10 Things You Need to Know about… Joseph Trumpeldor

1.  He was born in the Caucusus region of Russia in 1880.

2.  As an adolescent he became a vegetarian and body-builder. He neither smoked nor drank.

3.  In response to the rampant anti-Semitism he saw around him, he developed a lifelong commitment to proving that Jews were neither weaklings nor cowards nor traitors.

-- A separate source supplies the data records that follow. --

//! Timer read and control routes.

use axum::{
    Extension, Json, Router,
    extract::{Path, State},
    middleware,
    routing::{get, post, put},
};
use axum_valid::Valid;
use uuid::Uuid;

use crate::{
    dto::timer::{PauseRequest, TimerSnapshot, UpdateDurationRequest},
    error::AppError,
    services::{credentials::Credential, timer_service},
    state::{SharedState, timer::TimerCommand},
};

/// Timer read and control endpoints. Every route requires a bearer credential; control routes
/// additionally require the admin flag.
pub fn router(state: SharedState) -> Router<SharedState> {
    Router::new()
        .route("/events/{event_id}/timer", get(get_timer))
        .route("/events/{event_id}/timer/start", post(start_timer))
        .route("/events/{event_id}/timer/pause", post(pause_timer))
        .route("/events/{event_id}/timer/resume", post(resume_timer))
        .route("/events/{event_id}/timer/end-round", post(end_round))
        .route("/events/{event_id}/timer/next-round", post(next_round))
        .route("/events/{event_id}/timer/duration", put(update_duration))
        .route_layer(middleware::from_fn_with_state(
            state,
            super::require_credential,
        ))
}

/// Read the authoritative timer, ending an overdue round first.
#[utoipa::path(
    get,
    path = "/events/{event_id}/timer",
    tag = "timer",
    params(
        ("Authorization" = String, Header, description = "Bearer credential"),
        ("event_id" = Uuid, Path, description = "Identifier of the event")
    ),
    responses(
        (status = 200, description = "Current timer", body = TimerSnapshot),
        (status = 404, description = "Unknown event")
    )
)]
pub async fn get_timer(
    State(state): State<SharedState>,
    Path(event_id): Path<Uuid>,
) -> Result<Json<TimerSnapshot>, AppError> {
    Ok(Json(timer_service::fetch_timer(&state, event_id).await?))
}

/// Start round one.
#[utoipa::path(
    post,
    path = "/events/{event_id}/timer/start",
    tag = "timer",
    params(
        ("Authorization" = String, Header, description = "Admin bearer credential"),
        ("event_id" = Uuid, Path, description = "Identifier of the event")
    ),
    responses(
        (status = 200, description = "Round one running", body = TimerSnapshot),
        (status = 409, description = "Rejected; body carries the unchanged timer", body = crate::dto::timer::ErrorResponse)
    )
)]
pub async fn start_timer(
    State(state): State<SharedState>,
    Path(event_id): Path<Uuid>,
    Extension(credential): Extension<Credential>,
) -> Result<Json<TimerSnapshot>, AppError> {
    let snapshot =
        timer_service::control_timer(&state, event_id, &credential, TimerCommand::Start).await?;
    Ok(Json(snapshot))
}

/// Freeze the running round. The body is optional.
#[utoipa::path(
    post,
    path = "/events/{event_id}/timer/pause",
    tag = "timer",
    params(
        ("Authorization" = String, Header, description = "Admin bearer credential"),
        ("event_id" = Uuid, Path, description = "Identifier of the event")
    ),
    request_body(content = PauseRequest, description = "Optional; remaining seconds shown by the caller"),
    responses(
        (status = 200, description = "Round paused", body = TimerSnapshot),
        (status = 409, description = "Rejected; body carries the unchanged timer", body = crate::dto::timer::ErrorResponse)
    )
)]
pub async fn pause_timer(
    State(state): State<SharedState>,
    Path(event_id): Path<Uuid>,
    Extension(credential): Extension<Credential>,
    payload: Option<Json<PauseRequest>>,
) -> Result<Json<TimerSnapshot>, AppError> {
    let payload = payload.map(|Json(body)| body).unwrap_or_default();
    let snapshot = timer_service::pause_timer(&state, event_id, &credential, payload).await?;
    Ok(Json(snapshot))
}

/// Continue a paused round with the time it had left.
#[utoipa::path(
    post,
    path = "/events/{event_id}/timer/resume",
    tag = "timer",
    params(
        ("Authorization" = String, Header, description = "Admin bearer credential"),
        ("event_id" = Uuid, Path, description = "Identifier of the event")
    ),
    responses(
        (status = 200, description = "Round resumed, or ended if no time was left", body = TimerSnapshot),
        (status = 409, description = "Rejected; body carries the unchanged timer", body = crate::dto::timer::ErrorResponse)
    )
)]
pub async fn resume_timer(
    State(state): State<SharedState>,
    Path(event_id): Path<Uuid>,
    Extension(credential): Extension<Credential>,
) -> Result<Json<TimerSnapshot>, AppError> {
    let snapshot =
        timer_service::control_timer(&state, event_id, &credential, TimerCommand::Resume).await?;
    Ok(Json(snapshot))
}

/// End the running round now.
#[utoipa::path(
    post,
    path = "/events/{event_id}/timer/end-round",
    tag = "timer",
    params(
        ("Authorization" = String, Header, description = "Admin bearer credential"),
        ("event_id" = Uuid, Path, description = "Identifier of the event")
    ),
    responses(
        (status = 200, description = "Break started, or event ended after the final round", body = TimerSnapshot),
        (status = 409, description = "Rejected; body carries the unchanged timer", body = crate::dto::timer::ErrorResponse)
    )
)]
pub async fn end_round(
    State(state): State<SharedState>,
    Path(event_id): Path<Uuid>,
    Extension(credential): Extension<Credential>,
) -> Result<Json<TimerSnapshot>, AppError> {
    let snapshot =
        timer_service::control_timer(&state, event_id, &credential, TimerCommand::EndRound)
            .await?;
    Ok(Json(snapshot))
}

/// Leave the break and start the following round.
#[utoipa::path(
    post,
    path = "/events/{event_id}/timer/next-round",
    tag = "timer",
    params(
        ("Authorization" = String, Header, description = "Admin bearer credential"),
        ("event_id" = Uuid, Path, description = "Identifier of the event")
    ),
    responses(
        (status = 200, description = "Next round running", body = TimerSnapshot),
        (status = 409, description = "Rejected; body carries the unchanged timer", body = crate::dto::timer::ErrorResponse)
    )
)]
pub async fn next_round(
    State(state): State<SharedState>,
    Path(event_id): Path<Uuid>,
    Extension(credential): Extension<Credential>,
) -> Result<Json<TimerSnapshot>, AppError> {
    let snapshot = timer_service::control_timer(
        &state,
        event_id,
        &credential,
        TimerCommand::StartNextRound,
    )
    .await?;
    Ok(Json(snapshot))
}

/// Change round and/or break length without resetting elapsed time.
#[utoipa::path(
    put,
    path = "/events/{event_id}/timer/duration",
    tag = "timer",
    params(
        ("Authorization" = String, Header, description = "Admin bearer credential"),
        ("event_id" = Uuid, Path, description = "Identifier of the event")
    ),
    request_body = UpdateDurationRequest,
    responses(
        (status = 200, description = "Durations updated", body = TimerSnapshot),
        (status = 400, description = "Invalid durations"),
        (status = 409, description = "Rejected; body carries the unchanged timer", body = crate::dto::timer::ErrorResponse)
    )
)]
pub async fn update_duration(
    State(state): State<SharedState>,
    Path(event_id): Path<Uuid>,
    Extension(credential): Extension<Credential>,
    Valid(Json(payload)): Valid<Json<UpdateDurationRequest>>,
) -> Result<Json<TimerSnapshot>, AppError> {
    let snapshot = timer_service::update_duration(&state, event_id, &credential, payload).await?;
    Ok(Json(snapshot))
}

4.  At the age of 24, he fought in the Russo-Japanese War (1904-5), where he lost his left arm to a shrapnel wound. As soon as he’d healed, he returned to the fighting.  Taken prisoner by the Japanese at Port Arthur, he endured a year in captivity. After his release, he received four medals for his bravery and in 1906 became the first Jew ever to receive an officer’s commission in the Russian Imperial Army.

5.  In 1912, after earning a law degree from the University of St. Petersburg, he emigrated to Palestine, where he became an agricultural worker in the struggling Jewish settlements.

6.  When World War I broke out, he took the side of the British against the Turks, who ruled Palestine.  Though he wanted to fight in the British army, as a Jew and an alien he and his fellow Jews were permitted only to join as a corps of mule drivers. In this capacity, he fought in the disastrous and bloody military fiasco at Gallipoli.

7.  In 1916, the mules corps was disbanded. Trumpeldor went to London to continue advocating for an all-Jewish legion of fighting troops.  After the Tsar abdicated in 1917, Trumpeldor returned to Russia, where he devoted himself to establishing the Zionist organization Hehalutz, preparing young Jews to emigrate to Palestine.

8.  After the war ended, he returned to Palestine.  He found the Jews there divided and in disarray, arguing among themselves (what a surprise!).  He advocated “for a single workers’ union that would bring Jews together and act as a catalyst for rapid and effective absorption of immigrants.”

9.  In 1919, he went north to the settlement of Tel Hai, which was under attack from Arab nationalists.  In a skirmish on March 1, 1920, he sustained wounds to his stomach. That evening, after the Arabs had been bested, the doctor who dressed his wounds asked him how he was feeling. “Never mind,” he replied. “It is worth dying for our country.”

10.  He died that same night, not yet forty years old. Kiryat Shmona (City of Eight) is named for him and the seven others who died defending Tal Hai.

What you must be wondering: How did a one-armed man manage to wage war?  According to Shaul Avigor, who was JosephTrumpeldorwith Trumpeldor at Tel Hai, and who later fought with the Haganah, Trumpeldor would stabilize his gun between his knees, cock it one-handed, then remove it and shoot.